自動運転が、社会の構造そのものを変えていく
―そういった高い技術を駆使することで、自動運転が現実のものとなりつつあるのですね。安全性については、心配ないのでしょうか?
青木:先ほど述べた2つの技術があれば、事故が起こる可能性は極めて低くなると考えています。また、突然飛び込んでくる障害物や人に対しては、現在の自動車にも使われているPCS(Pre-clash Safety System:進路にある障害物や歩行者をセンサーで検出することで、衝突の可能性が高いときにシステムが警報やブレーキ制御を行い、衝突を回避するシステム)を用いるため問題ありません。

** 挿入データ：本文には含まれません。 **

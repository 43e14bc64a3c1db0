use thiserror::Error;

use crate::cost::Time;

pub const DEFAULT_EXPANSION_LIMIT: usize = 10_000;
pub const DEFAULT_LOOKAHEAD: usize = 10;

#[derive(Debug, Error, PartialEq)]
pub enum ConfigError {
    #[error("Speed factor must be at least 1, got {0}")]
    SpeedFactorBelowOne(Time),
    #[error("Expansion limit must be positive")]
    ZeroExpansionLimit,
    #[error("Lookahead must be positive")]
    ZeroLookahead,
    #[error("Expansion time must be finite and non-negative, got {0}")]
    InvalidExpansionTime(f64),
}

/// The constants of one rescue run.
///
/// Passed by value into every planner and heuristic; nothing reads them from
/// anywhere else.
#[derive(Copy, Clone, Debug, PartialEq)]
pub struct RescueConfig {
    /// Time to put on a kit (Q).
    pub equip_time: Time,
    /// Time to take a kit off (U).
    pub unequip_time: Time,
    /// Multiplier on edge weights while equipped (P).
    pub speed_factor: Time,
    /// Expansions Bounded A* may spend before giving up.
    pub expansion_limit: usize,
    /// Expansions Real-Time A* spends per decision (L).
    pub lookahead: usize,
    /// Time charged per expansion when planning is situated (T).
    pub expansion_time: f64,
}

impl RescueConfig {
    pub fn new(equip_time: Time, unequip_time: Time, speed_factor: Time) -> Self {
        Self {
            equip_time,
            unequip_time,
            speed_factor,
            ..Self::default()
        }
    }

    pub fn with_expansion_limit(mut self, expansion_limit: usize) -> Self {
        self.expansion_limit = expansion_limit;
        self
    }

    pub fn with_lookahead(mut self, lookahead: usize) -> Self {
        self.lookahead = lookahead;
        self
    }

    pub fn with_expansion_time(mut self, expansion_time: f64) -> Self {
        self.expansion_time = expansion_time;
        self
    }

    pub fn validate(&self) -> Result<(), ConfigError> {
        if self.speed_factor < 1 {
            return Err(ConfigError::SpeedFactorBelowOne(self.speed_factor));
        }
        if self.expansion_limit == 0 {
            return Err(ConfigError::ZeroExpansionLimit);
        }
        if self.lookahead == 0 {
            return Err(ConfigError::ZeroLookahead);
        }
        if !self.expansion_time.is_finite() || self.expansion_time < 0.0 {
            return Err(ConfigError::InvalidExpansionTime(self.expansion_time));
        }
        Ok(())
    }
}

impl Default for RescueConfig {
    fn default() -> Self {
        Self {
            equip_time: 0,
            unequip_time: 0,
            speed_factor: 1,
            expansion_limit: DEFAULT_EXPANSION_LIMIT,
            lookahead: DEFAULT_LOOKAHEAD,
            expansion_time: 0.0,
        }
    }
}
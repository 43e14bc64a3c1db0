use std::time::Duration;

use criterion::BenchmarkId;
use criterion::Criterion;
use criterion::criterion_group;
use criterion::criterion_main;
use hrsw::Stopwatch;
use human_duration::human_duration;
use rand_chacha::ChaCha8Rng;
use rand_chacha::rand_core::SeedableRng;

use rescue::config::RescueConfig;
use rescue::heuristic::DistanceOracle;
use rescue::problems::rescue::RescueHeuristic;
use rescue::problems::rescue::RescuePlanner;
use rescue::problems::rescue::RescueScenario;
use rescue::problems::rescue::RescueSpace;

/// Maximum time willing to wait for a single benchmark instance.
/// Experiments are carried out at least 5s and at least 100 times, so running a
/// 1s instance takes 1m40s.
const MAX_INSTANCE_TIME: Duration = Duration::from_secs(1);

const NUM_INSTANCES: u64 = 5;
const VERTICES: [usize; 3] = [8, 16, 32];

fn plan(scenario: &RescueScenario, config: RescueConfig, planner: RescuePlanner) -> usize {
    let space = RescueSpace::new(&scenario.graph, config);
    let mut heuristic = RescueHeuristic::new(DistanceOracle::new(&scenario.graph), config);
    planner
        .plan(&space, &mut heuristic, &scenario.start)
        .expansions
}

fn compare_planners(c: &mut Criterion) {
    let mut group = c.benchmark_group("Rescue Planning");
    let config = RescueConfig::new(2, 1, 3).with_lookahead(20);

    for vertices in VERTICES {
        for i in 0..NUM_INSTANCES {
            let instance_name = format!("random[{vertices}]:{i}");
            let mut rng = ChaCha8Rng::seed_from_u64(i);
            let scenario =
                RescueScenario::randomize(&mut rng, vertices, vertices / 2, vertices / 4, 2);

            let mut astar_stopwatch = Stopwatch::new_started();
            let expansions = plan(&scenario, config, RescuePlanner::AStar);
            astar_stopwatch.stop();
            let astar_total_elapsed = astar_stopwatch.elapsed();
            println!("{instance_name}: A* took {expansions} expansions");
            if astar_total_elapsed > MAX_INSTANCE_TIME {
                log::warn!(
                    "Skipping {instance_name} as it takes too long with A* ({})",
                    human_duration(&astar_total_elapsed)
                );
                continue;
            }

            for planner in RescuePlanner::ALL {
                group.bench_with_input(
                    BenchmarkId::new(planner.to_string(), &instance_name),
                    &scenario,
                    |b, s| b.iter(|| plan(s, config, planner)),
                );
            }
        }
    }
    group.finish();
}

criterion_group!(benches, compare_planners);
criterion_main!(benches);
use crate::cost::Cost;
use crate::space::Action;
use crate::space::Heuristic;
use crate::space::Outcome;
use crate::space::Plan;
use crate::space::Planner;
use crate::space::Space;
use crate::space::State;

/// Picks the single move that looks closest to the goal.
///
/// Scores every non-stalling successor by its heuristic alone, ignoring the
/// cost of getting there. Ties go to the lower `Action::tie_break`, and then to
/// the successor generated first.
#[derive(Copy, Clone, Debug, Default)]
pub struct GreedyOneStep;

impl<St, A, C> Planner<St, A, C> for GreedyOneStep
where
    St: State,
    A: Action,
    C: Cost,
{
    fn plan<Sp, H>(&self, space: &Sp, heuristic: &mut H, start: &St) -> Outcome<A, C>
    where
        Sp: Space<St, A, C>,
        H: Heuristic<St, C>,
    {
        if space.is_goal(start) {
            log::debug!("Greedy: {start:?} is already a goal");
            return Outcome::nothing(0);
        }

        let mut best: Option<(C, u64, A, C)> = None;
        for succ in space.successors(start) {
            if succ.action.is_stall() {
                continue;
            }
            let h = heuristic.h(&succ.state);
            let tie = succ.action.tie_break();
            log::trace!("Greedy: {:?} -> {:?} (h={h})", succ.action, succ.state);
            match best {
                Some((best_h, best_tie, _, _)) if (best_h, best_tie) <= (h, tie) => {}
                _ => best = Some((h, tie, succ.action, succ.cost)),
            }
        }

        match best {
            Some((h, _, action, cost)) if h.valid() => {
                log::debug!("Greedy: chose {action:?} (h={h})");
                Outcome::new(Plan::single(action, cost), 1)
            }
            _ => {
                log::debug!("Greedy: stuck at {start:?}");
                Outcome::nothing(1)
            }
        }
    }
}

#[cfg(test)]
mod tests {
    use super::*;
    use crate::config::RescueConfig;
    use crate::graph::Graph;
    use crate::heuristic::DistanceOracle;
    use crate::problems::rescue::RescueAction;
    use crate::problems::rescue::RescueHeuristic;
    use crate::problems::rescue::RescueSpace;
    use crate::problems::rescue::SearchState;
    use crate::space::ZeroHeuristic;

    /// 1 - 2 - 3 and 1 - 4, every edge of weight 1.
    fn fork() -> Graph {
        Graph::builder(4)
            .edge(1, 1, 2, 1, false)
            .edge(2, 2, 3, 1, false)
            .edge(3, 1, 4, 1, false)
            .build()
            .unwrap()
    }

    #[test]
    fn goal_needs_no_work() {
        let g = fork();
        let config = RescueConfig::new(1, 1, 2);
        let space = RescueSpace::new(&g, config);
        let mut h = RescueHeuristic::new(DistanceOracle::new(&g), config);
        let start = SearchState::new(1, false, [], []);

        let outcome = GreedyOneStep.plan(&space, &mut h, &start);
        assert!(outcome.plan.is_empty());
        assert_eq!(outcome.expansions, 0);
    }

    #[test]
    fn heads_for_the_nearest_people() {
        let g = fork();
        let config = RescueConfig::new(1, 1, 2);
        let space = RescueSpace::new(&g, config);
        let mut h = RescueHeuristic::new(DistanceOracle::new(&g), config);
        let start = SearchState::new(1, false, [(3, 2)], []);

        let outcome = GreedyOneStep.plan(&space, &mut h, &start);
        assert_eq!(outcome.expansions, 1);
        assert_eq!(
            outcome.plan.actions,
            vec![RescueAction::Traverse { to: 2, edge: 1 }]
        );
        assert_eq!(outcome.plan.cost, 1);
    }

    #[test]
    fn ties_prefer_lower_destination() {
        // Targets at both 2 and 4 are one hop away, h is the same either way.
        let g = Graph::builder(4)
            .edge(1, 1, 4, 1, false)
            .edge(2, 1, 2, 1, false)
            .edge(3, 2, 4, 5, false)
            .build()
            .unwrap();
        let config = RescueConfig::default();
        let space = RescueSpace::new(&g, config);
        let mut h = RescueHeuristic::new(DistanceOracle::new(&g), config);
        let start = SearchState::new(1, false, [(2, 1), (4, 1)], []);

        let outcome = GreedyOneStep.plan(&space, &mut h, &start);
        assert_eq!(
            outcome.plan.first(),
            Some(RescueAction::Traverse { to: 2, edge: 2 })
        );
    }

    #[test]
    fn traversing_beats_equipping_on_ties() {
        // Every move scores h=0, and equipping is generated first.
        let g = fork();
        let config = RescueConfig::new(1, 1, 2);
        let space = RescueSpace::new(&g, config);
        let start = SearchState::new(1, false, [(3, 1)], [1]);

        let outcome = GreedyOneStep.plan(&space, &mut ZeroHeuristic, &start);
        assert_eq!(
            outcome.plan.actions,
            vec![RescueAction::Traverse { to: 2, edge: 1 }]
        );
    }

    #[test]
    fn stuck_without_finite_estimate() {
        // Vertex 1 is isolated, so the only move left is waiting.
        let g = Graph::builder(3).edge(1, 2, 3, 1, false).build().unwrap();
        let config = RescueConfig::default();
        let space = RescueSpace::new(&g, config);
        let mut h = RescueHeuristic::new(DistanceOracle::new(&g), config);
        let start = SearchState::new(1, false, [(3, 1)], []);

        let outcome = GreedyOneStep.plan(&space, &mut h, &start);
        assert!(outcome.plan.is_empty());
        assert_eq!(outcome.expansions, 1);
    }
}
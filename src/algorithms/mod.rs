//! Implementation of search algorithms.
//!
//! These planners work on any `Space` with any `Heuristic`.

pub mod astar;
pub mod greedy;
pub mod rtastar;
use std::cmp::min;
use std::fmt::Debug;

use crate::derank::derank;

const HEAP_ARITY: usize = 8usize;
#[inline(always)]
#[must_use]
fn up(i: usize) -> usize {
    crate::heap_primitives::index_parent::<HEAP_ARITY>(i)
}
#[inline(always)]
#[must_use]
fn down_left(i: usize) -> usize {
    crate::heap_primitives::index_first_children::<HEAP_ARITY>(i)
}
#[cfg_attr(not(debug_assertions), allow(dead_code))]
#[inline(always)]
#[must_use]
fn down_right(i: usize) -> usize {
    crate::heap_primitives::index_last_children::<HEAP_ARITY>(i)
}

/// The Open List of a search.
///
/// A d-ary min-heap over whatever ranking the nodes carry. Entries are never
/// re-ranked in place; searches push a fresh entry when they find a better
/// path and skip stale ones when they pop a State that's already closed.
#[derive(Debug)]
pub struct OpenList<N>
where
    N: Debug + Ord,
{
    heap: Vec<N>,
}

impl<N> OpenList<N>
where
    N: Debug + Ord,
{
    pub fn new() -> Self {
        Self { heap: vec![] }
    }
    pub fn with_capacity(s: usize) -> Self {
        Self {
            heap: Vec::with_capacity(s),
        }
    }

    pub fn is_empty(&self) -> bool {
        self.heap.is_empty()
    }
    pub fn len(&self) -> usize {
        self.heap.len()
    }

    pub fn peek(&self) -> Option<&N> {
        self.heap.first()
    }

    pub fn push(&mut self, n: N) {
        self.verify_heap();
        let heap_index = self.heap.len(); // Future heap_index

        self.heap.push(n);
        self.sift_up(heap_index);

        self.verify_heap();
    }

    pub fn pop(&mut self) -> Option<N> {
        self.verify_heap();

        if self.heap.len() <= 1 {
            return self.heap.pop();
        }

        let top = self.pop_non_trivial_heap();
        self.verify_heap();
        Some(top)
    }

    pub fn clear(&mut self) {
        self.heap.clear();
    }

    #[inline(always)]
    #[cfg(not(feature = "verify"))]
    pub(crate) fn verify_heap(&self) {
        // All good... (hopefully)
    }

    #[inline(always)]
    #[cfg(feature = "verify")]
    pub(crate) fn verify_heap(&self) {
        // Every node goes after its parent node, if any.
        for i in 1..self.heap.len() {
            let p = up(i);
            debug_assert!(
                self.heap[p] <= self.heap[i],
                "Node[{p}]={:?} !<= child [{i}]={:?}. Out of heap of len={}",
                self.heap[p],
                self.heap[i],
                self.heap.len(),
            );
        }
    }

    // Implementation details

    /// Pops the top node from a Heap with at least 2 elements.
    ///
    /// Works by unfairly sifting down the top-node to the last level, where it
    /// can be swapped with the very last element of the array and popped.
    /// Temporarily breaks invariants around the node sifting down unfairly.
    fn pop_non_trivial_heap(&mut self) -> N {
        debug_assert!(
            self.heap.len() > 1,
            "It doesn't get easier. Why are you calling this?"
        );

        // 1. We pretend there's a hole at the root, and bubble the best child
        //    up till the hole reaches the bottom.
        // 2. If the hole is not the last element, we swap it for the last one.
        // 3. Now the last element is the one that was at the top, we pop it.
        let len = self.heap.len();
        let last = len - 1;

        let mut hole = 0;
        loop {
            let mut child = down_left(hole);
            if child >= len {
                break;
            }
            debug_assert_eq!(child + HEAP_ARITY, down_right(hole) + 1);
            child += derank(&self.heap[child..min(child + HEAP_ARITY, len)]);

            self.heap.swap(hole, child);
            hole = child;
        }
        // NOTE: The hole made it to the last level, but it may not be at the
        // end of the array.
        debug_assert!(hole <= last, "The hole={hole} is past last={last}");
        if hole != last {
            self.heap.swap(hole, last);
            self.sift_up(hole);
        }

        match self.heap.pop() {
            Some(top) => top,
            None => unreachable!("The heap had at least 2 nodes"),
        }
    }

    /// Raises a node.
    /// Returns its new index.
    #[inline(always)]
    fn sift_up(&mut self, index: usize) -> usize {
        debug_assert!(index < self.heap.len(), "Index out of bounds...");

        let mut pos = index;
        while pos != 0 {
            let parent = up(pos);
            if self.heap[parent] <= self.heap[pos] {
                break;
            }
            self.heap.swap(parent, pos);
            pos = parent;
        }
        pos
    }
}

impl<N> Default for OpenList<N>
where
    N: Debug + Ord,
{
    fn default() -> Self {
        Self::new()
    }
}

#[cfg(test)]
mod tests {
    use super::*;

    #[test]
    fn open_list_works() {
        let mut open = OpenList::<String>::new();

        let n = "aoeu".to_string();
        open.push(n.clone());
        assert_eq!(open.len(), 1);
        assert_eq!(open.pop(), Some(n));
        assert!(open.is_empty());
        assert_eq!(open.pop(), None);
    }

    #[test]
    fn open_list_sorts() {
        let mut open = OpenList::<&str>::new();
        for name in ["c", "e", "f", "a", "d", "b"] {
            open.push(name);
        }
        assert_eq!(open.peek(), Some(&"a"));

        let popped: Vec<&str> = std::iter::from_fn(|| open.pop()).collect();
        assert_eq!(popped, vec!["a", "b", "c", "d", "e", "f"]);
    }

    #[test]
    fn open_list_sorts_past_one_level() {
        // 8-ary heaps need more than 9 elements to grow a third level.
        let mut open = OpenList::<(u32, u32)>::with_capacity(128);
        let mut expected = vec![];
        for i in 0..100u32 {
            let key = (i * 37) % 101;
            open.push((key, i));
            expected.push((key, i));
        }
        expected.sort();

        let popped: Vec<(u32, u32)> = std::iter::from_fn(|| open.pop()).collect();
        assert_eq!(popped, expected);
    }

    #[test]
    fn interleaved_push_pop() {
        let mut open = OpenList::<u32>::new();
        open.push(5);
        open.push(3);
        assert_eq!(open.pop(), Some(3));
        open.push(1);
        open.push(4);
        assert_eq!(open.pop(), Some(1));
        assert_eq!(open.pop(), Some(4));
        assert_eq!(open.pop(), Some(5));
        open.clear();
        assert!(open.is_empty());
    }
}
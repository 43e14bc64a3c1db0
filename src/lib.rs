// Internals
// ---------
pub mod data_structures;
pub mod derank;
pub mod heap_primitives;

// Search space and problems
// -------------------------
pub mod cost;
pub mod search;
pub mod space;

// Road network
// ------------
pub mod config;
pub mod dijkstra;
pub mod graph;
pub mod heuristic;

// Problems
// --------
pub mod problems;

// Algorithms
// ----------
pub mod algorithms;
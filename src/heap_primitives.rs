// Heap intrinsic operations implemented externally.
//
// A heap is a tree-like structure where every subtree's root has a better score
// than all the other nodes in the subtree.
//
// This is often implemented with an array that's traversed in a non-linear way.
// With arity `A` every node has `A` children laid out contiguously, which keeps
// the siblings we compare on a single cache line.
//
// ```text
// A = 2:
//                           0
//              1                         2
//       3            4            5             6
//   7      8      9     10    11     12     13     14
// ```
//
// You can go up, to the first child, and to the last child with,
//   - Up:          `(i-1)/A`
//   - First child: `(A*i) + 1`
//   - Last child:  `A*(i+1)`

/// The parent node
///
/// ```
/// use rescue::heap_primitives::index_parent;
/// assert_eq!(index_parent::<2>(1), 0);
/// assert_eq!(index_parent::<2>(2), 0);
/// assert_eq!(index_parent::<2>(6), 2);
/// assert_eq!(index_parent::<8>(8), 0);
/// assert_eq!(index_parent::<8>(9), 1);
/// assert_eq!(index_parent::<8>(72), 8);
/// ```
#[inline(always)]
#[must_use]
pub fn index_parent<const A: usize>(i: usize) -> usize {
    (i - 1) / A
}

/// The first children
///
/// ```
/// use rescue::heap_primitives::index_first_children;
/// assert_eq!(index_first_children::<2usize>(0), 1);
/// assert_eq!(index_first_children::<2usize>(3), 7);
/// assert_eq!(index_first_children::<8usize>(0), 1);
/// assert_eq!(index_first_children::<8usize>(1), 9);
/// ```
#[inline(always)]
#[must_use]
pub fn index_first_children<const A: usize>(i: usize) -> usize {
    (A * i) + 1
}

/// The last children
///
/// ```
/// use rescue::heap_primitives::index_last_children;
/// assert_eq!(index_last_children::<2usize>(0), 2);
/// assert_eq!(index_last_children::<2usize>(6), 14);
/// assert_eq!(index_last_children::<8usize>(0), 8);
/// assert_eq!(index_last_children::<8usize>(1), 16);
/// ```
#[inline(always)]
#[must_use]
pub fn index_last_children<const A: usize>(i: usize) -> usize {
    A * (i + 1)
}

それでもなお起きてしまうような例外的な事故は、たとえ人間が運転したとしても起こってしまうでしょう。つまり、これらのテクノロジーによって、自動運転の運転技術は「人間と同じ水準まで高まる」と言えるわけです。むしろ、長時間運転しても疲れることがない分、自動運転の方が安全とすら言えるかもしれません。
―それはすごい!自動運転が普及した先に、どのような未来が広がっているのか本当に楽しみです。
青木:自動運転が実現すれば、社会の構造そのものが変わることになるでしょう。もし宅配が無人化すれば生活はより便利になるでしょうし、バスが24時間走り、深夜でも自由に移動できる社会が実現することもあり得ます。様々な分野に影響を及ぼし、私たちの生活を良い方向に変える可能性を秘めていると、私は信じているのです。その可能性を現実のものとするため、私たちはこれからも研究を続けていきます。
まるでSF作品のような未来は、私たちのすぐ目の前に
「大手の自動車メーカーでは、自動運転の商品化は難しい」
確固たる信念を持ち、そう断言した青木さん。その強い言葉の裏には、現代のクルマ社会が抱える課題と徹底的に向き合い、それをなんとしても解決したいと願う彼の想いがありました。そして、その想いはいま、自動運転を現実のものにしようとしています。
かつて、SF作品に登場する夢物語でしかなかったはずの自動運転。そのフィクションを“ノンフィクション”に変えてくれるのは、エンジニアの持つ熱き情熱に他なりません。